Allies of Donald Trump took the unusual step of speaking out on Sunday in support of Joe Biden, regarding efforts to pinpoint the source of Covid-19 and find out if China knows more about the origins of the pandemic than it is letting on.
Biden said on Thursday he was expanding an investigation into the outbreak, following a departure from previous thinking by at least one US intelligence agency now leaning towards the theory that the virus escaped from a laboratory in Wuhan.
Michael McCaul, a Republican congressman from Texas, and Matthew Pottinger, Trump’s former deputy national security adviser who persuaded him to start using the controversial term “Wuhan virus”, both welcomed the development.
“It’s absolutely essential to find out what the origin of this thing is, it’s essential for us to head off the next pandemic, it’s essential for us to better understand the variants of the current pandemic that are emerging,” Pottinger told NBC’s Meet the Press.
“Both of these hypotheses that President Biden spoke of are valid, it could have emerged from a laboratory, it could have emerged from nature. Neither is supported by concrete evidence but there’s a growing amount of circumstantial evidence supporting the idea that this may have leaked from a laboratory.”
The Wuhan lab theory was dismissed by many scientists and the official position of the Centers for Disease Control and Prevention (CDC) and Trump’s advisers was that the weight of evidence supported natural origins. The World Health Organization said in February it was “extremely unlikely” Covid-19 began in a laboratory.
But the theory has gained traction.
On Thursday, the US Office of the Director of National Intelligence said: “The US intelligence community does not know exactly where, when or how the Covid-19 virus was transmitted initially but has coalesced around two likely scenarios: either it emerged naturally from human contact with infected animals or it was a laboratory accident.
“While two elements of the IC lean toward the former scenario and one leans more toward the latter – each with low or moderate confidence – the majority of elements within the IC do not believe there is sufficient information to assess one to be more likely than the other.
“The IC continues to examine all available evidence, consider different perspectives, and aggressively collect and analyze new information to identify the virus’s origins.”
On Sunday, a WHO-affiliated health expert speaking to the BBC said the lab theory was “not off the table” and called on the US to share any intelligence.
Pottinger said he believed researchers in China had more to say.
“If this thing came out of a lab, there are people in China who probably know that,” he said. “China has incredible and ethical scientists, many of whom in the early stages of the pandemic suspected that this was a lab leak. [A researcher at] the Wuhan Institute of Virology said her first thought was, ‘Was this a leak from my lab?’
“These people have been systematically silenced by their government. Now that the world knows how important this is, that might also provide moral courage to many of these ethical scientists for whom I think this is weighing on their consciences. I think that we’re going to see more information come out as a result of this inquiry.”

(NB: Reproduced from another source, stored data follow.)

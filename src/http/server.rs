//! HTTP server with graceful shutdown hooks.
//!
//! # Responsibilities
//! - Bind the listener and run the accept loop
//! - Serve each connection (HTTP/1.1 and HTTP/2) on its own task
//! - Track connections so shutdown can wait for them
//! - Expose keep-alive, drain and force-close controls to the runner
//!
//! # Design Decisions
//! - Bind happens inside `serve` so bind failures are the serve outcome
//! - One watch channel broadcasts the connection state to every connection
//! - Transient accept errors back off and retry; anything else ends serving
//! - HTTP/2 streams run on tasks the server owns, so force close can abort them

use std::future::Future;
use std::net::SocketAddr;
use std::sync::atomic::{AtomicBool, Ordering};
use std::sync::{Arc, Mutex};
use std::time::Duration;

use axum::Router;
use hyper_util::{
    rt::TokioIo,
    server::conn::auto,
    service::TowerToHyperService,
};
use tokio::net::TcpStream;
use tokio::sync::watch;
use tokio::task::JoinSet;
use tokio::time::Instant;

use crate::config::ListenerConfig;
use crate::error::ServerError;
use crate::lifecycle::Server;
use crate::net::backoff::calculate_backoff;
use crate::net::listener::{is_transient_accept_error, ConnectionPermit, Listener};
use crate::net::{ConnectionState, ConnectionTracker};

/// How long `close` waits for connection tasks to release their sockets.
const CLOSE_GRACE: Duration = Duration::from_secs(1);

const ACCEPT_BACKOFF_BASE_MS: u64 = 5;
const ACCEPT_BACKOFF_MAX_MS: u64 = 1000;

/// Executor for the tasks hyper spawns per connection (HTTP/2 streams).
///
/// Keeps their abort handles so a force close can stop handlers that
/// would otherwise outlive their connection.
#[derive(Clone, Default)]
struct StreamExecutor {
    tasks: Arc<Mutex<JoinSet<()>>>,
}

impl StreamExecutor {
    fn abort_all(&self) -> usize {
        let mut tasks = self.tasks.lock().unwrap_or_else(|e| e.into_inner());
        let running = tasks.len();
        tasks.abort_all();
        running
    }
}

impl<F> hyper::rt::Executor<F> for StreamExecutor
where
    F: Future + Send + 'static,
    F::Output: Send + 'static,
{
    fn execute(&self, fut: F) {
        let mut tasks = self.tasks.lock().unwrap_or_else(|e| e.into_inner());
        // Reap finished streams so the set only holds live ones.
        while tasks.try_join_next().is_some() {}
        tasks.spawn(async move {
            let _ = fut.await;
        });
    }
}

/// HTTP server serving an axum [`Router`].
pub struct HttpServer {
    bind_address: String,
    max_connections: usize,
    router: Router,
    keep_alive: AtomicBool,
    state: watch::Sender<ConnectionState>,
    connections: ConnectionTracker,
    streams: StreamExecutor,
    bound: watch::Sender<Option<SocketAddr>>,
}

impl HttpServer {
    /// Create a server for `router`. Nothing is bound until [`Server::serve`].
    pub fn new(config: &ListenerConfig, router: Router) -> Self {
        let (state, _) = watch::channel(ConnectionState::Active);
        let (bound, _) = watch::channel(None);
        Self {
            bind_address: config.bind_address.clone(),
            max_connections: config.max_connections,
            router,
            keep_alive: AtomicBool::new(true),
            state,
            connections: ConnectionTracker::new(),
            streams: StreamExecutor::default(),
            bound,
        }
    }

    /// Address the listener is bound to, once `serve` has bound it.
    pub fn local_addr(&self) -> Option<SocketAddr> {
        *self.bound.borrow()
    }

    /// Wait until `serve` has bound the listener.
    ///
    /// Never resolves if binding fails.
    pub async fn listening(&self) -> SocketAddr {
        let mut rx = self.bound.subscribe();
        loop {
            let current = *rx.borrow_and_update();
            if let Some(addr) = current {
                return addr;
            }
            // `self` owns the sender, so the channel stays open.
            let _ = rx.changed().await;
        }
    }

    /// Number of connections currently open.
    pub fn active_connections(&self) -> usize {
        self.connections.active_count()
    }

    pub fn state(&self) -> ConnectionState {
        *self.state.borrow()
    }

    pub fn keep_alives_enabled(&self) -> bool {
        self.keep_alive.load(Ordering::SeqCst)
    }

    /// Move the state forward. Returns false if it was already there or past it.
    fn advance(&self, to: ConnectionState) -> bool {
        self.state.send_if_modified(|state| {
            if *state < to {
                *state = to;
                true
            } else {
                false
            }
        })
    }

    fn spawn_connection(&self, stream: TcpStream, peer: SocketAddr, permit: ConnectionPermit) {
        let guard = self.connections.track();
        let mut state = self.state.subscribe();
        let keep_alive = self.keep_alives_enabled();
        let service = TowerToHyperService::new(self.router.clone());
        let executor = self.streams.clone();

        tokio::spawn(async move {
            let _permit = permit;
            let id = guard.id();

            let mut builder = auto::Builder::new(executor);
            builder.http1().keep_alive(keep_alive);
            let conn = builder.serve_connection_with_upgrades(TokioIo::new(stream), service);
            tokio::pin!(conn);

            let mut draining = false;
            loop {
                let current = *state.borrow_and_update();
                match current {
                    ConnectionState::Closed => {
                        tracing::debug!(connection_id = %id, peer_addr = %peer, "Connection force closed");
                        break;
                    }
                    ConnectionState::Draining if !draining => {
                        conn.as_mut().graceful_shutdown();
                        draining = true;
                    }
                    _ => {}
                }

                tokio::select! {
                    result = conn.as_mut() => {
                        if let Err(e) = result {
                            tracing::debug!(connection_id = %id, peer_addr = %peer, error = %e, "Connection error");
                        }
                        break;
                    }
                    changed = state.changed() => {
                        if changed.is_err() {
                            // Server dropped: nobody can drain or close us any more.
                            let _ = conn.as_mut().await;
                            break;
                        }
                    }
                }
            }

            drop(guard);
        });
    }
}

impl Server for HttpServer {
    async fn serve(&self) -> ServerError {
        let mut state = self.state.subscribe();
        if *state.borrow_and_update() != ConnectionState::Active {
            return ServerError::Closed;
        }

        let addr: SocketAddr = match self.bind_address.parse() {
            Ok(addr) => addr,
            Err(source) => {
                return ServerError::InvalidAddress {
                    addr: self.bind_address.clone(),
                    source,
                }
            }
        };

        let listener = match Listener::bind(addr, self.max_connections).await {
            Ok(listener) => listener,
            Err(e) => return e,
        };
        if let Ok(local) = listener.local_addr() {
            self.bound.send_replace(Some(local));
            tracing::info!(address = %local, "HTTP server starting");
        }

        let mut failures = 0u32;
        while *state.borrow_and_update() == ConnectionState::Active {
            tokio::select! {
                accepted = listener.accept() => match accepted {
                    Ok((stream, peer, permit)) => {
                        failures = 0;
                        self.spawn_connection(stream, peer, permit);
                    }
                    Err(e) if is_transient_accept_error(&e) => {
                        failures = failures.saturating_add(1);
                        let delay = calculate_backoff(failures, ACCEPT_BACKOFF_BASE_MS, ACCEPT_BACKOFF_MAX_MS);
                        tracing::warn!(error = %e, delay = ?delay, "Accept failed, retrying");
                        tokio::select! {
                            _ = tokio::time::sleep(delay) => {}
                            _ = state.changed() => {}
                        }
                    }
                    Err(e) => return ServerError::Accept(e),
                },
                _ = state.changed() => {}
            }
        }

        drop(listener);
        tracing::info!("HTTP server stopped accepting");
        ServerError::Closed
    }

    fn set_keep_alives_enabled(&self, enabled: bool) {
        self.keep_alive.store(enabled, Ordering::SeqCst);
        tracing::debug!(enabled, "Keep-alive updated");
    }

    async fn shutdown(&self, deadline: Instant) -> Result<(), ServerError> {
        let started = Instant::now();
        self.advance(ConnectionState::Draining);
        tracing::info!(
            active_connections = self.connections.active_count(),
            "Draining connections"
        );

        match tokio::time::timeout_at(deadline, self.connections.wait_idle()).await {
            Ok(()) => {
                tracing::info!("All connections drained");
                Ok(())
            }
            Err(_) => Err(ServerError::ShutdownTimeout(
                deadline.saturating_duration_since(started),
            )),
        }
    }

    /// Drops every connection and aborts every HTTP/2 stream task, so hung
    /// handlers stop on either protocol.
    async fn close(&self) -> Result<(), ServerError> {
        self.advance(ConnectionState::Closed);
        let aborted_streams = self.streams.abort_all();
        tracing::warn!(
            active_connections = self.connections.active_count(),
            aborted_streams,
            "Force closing connections"
        );

        match tokio::time::timeout(CLOSE_GRACE, self.connections.wait_idle()).await {
            Ok(()) => Ok(()),
            Err(_) => Err(ServerError::Close(format!(
                "{} connections still open after {:?}",
                self.connections.active_count(),
                CLOSE_GRACE
            ))),
        }
    }
}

The Wall Street Journal reported last week that three members of staff at a laboratory in Wuhan became sick with Covid-like symptoms before the first Covid patient was recorded in December 2019.
McCaul, a former chair of the House homeland security committee, told CNN’s State of the Union he believed Biden’s 90-day intelligence review would likely be inconclusive because Chinese authorities “have destroyed everything in the lab”. But he said he welcomed the new investigation.
“It more likely than not emerged out of the lab, most likely accidentally,” said McCaul, who has long argued that China and the WHO are culpable.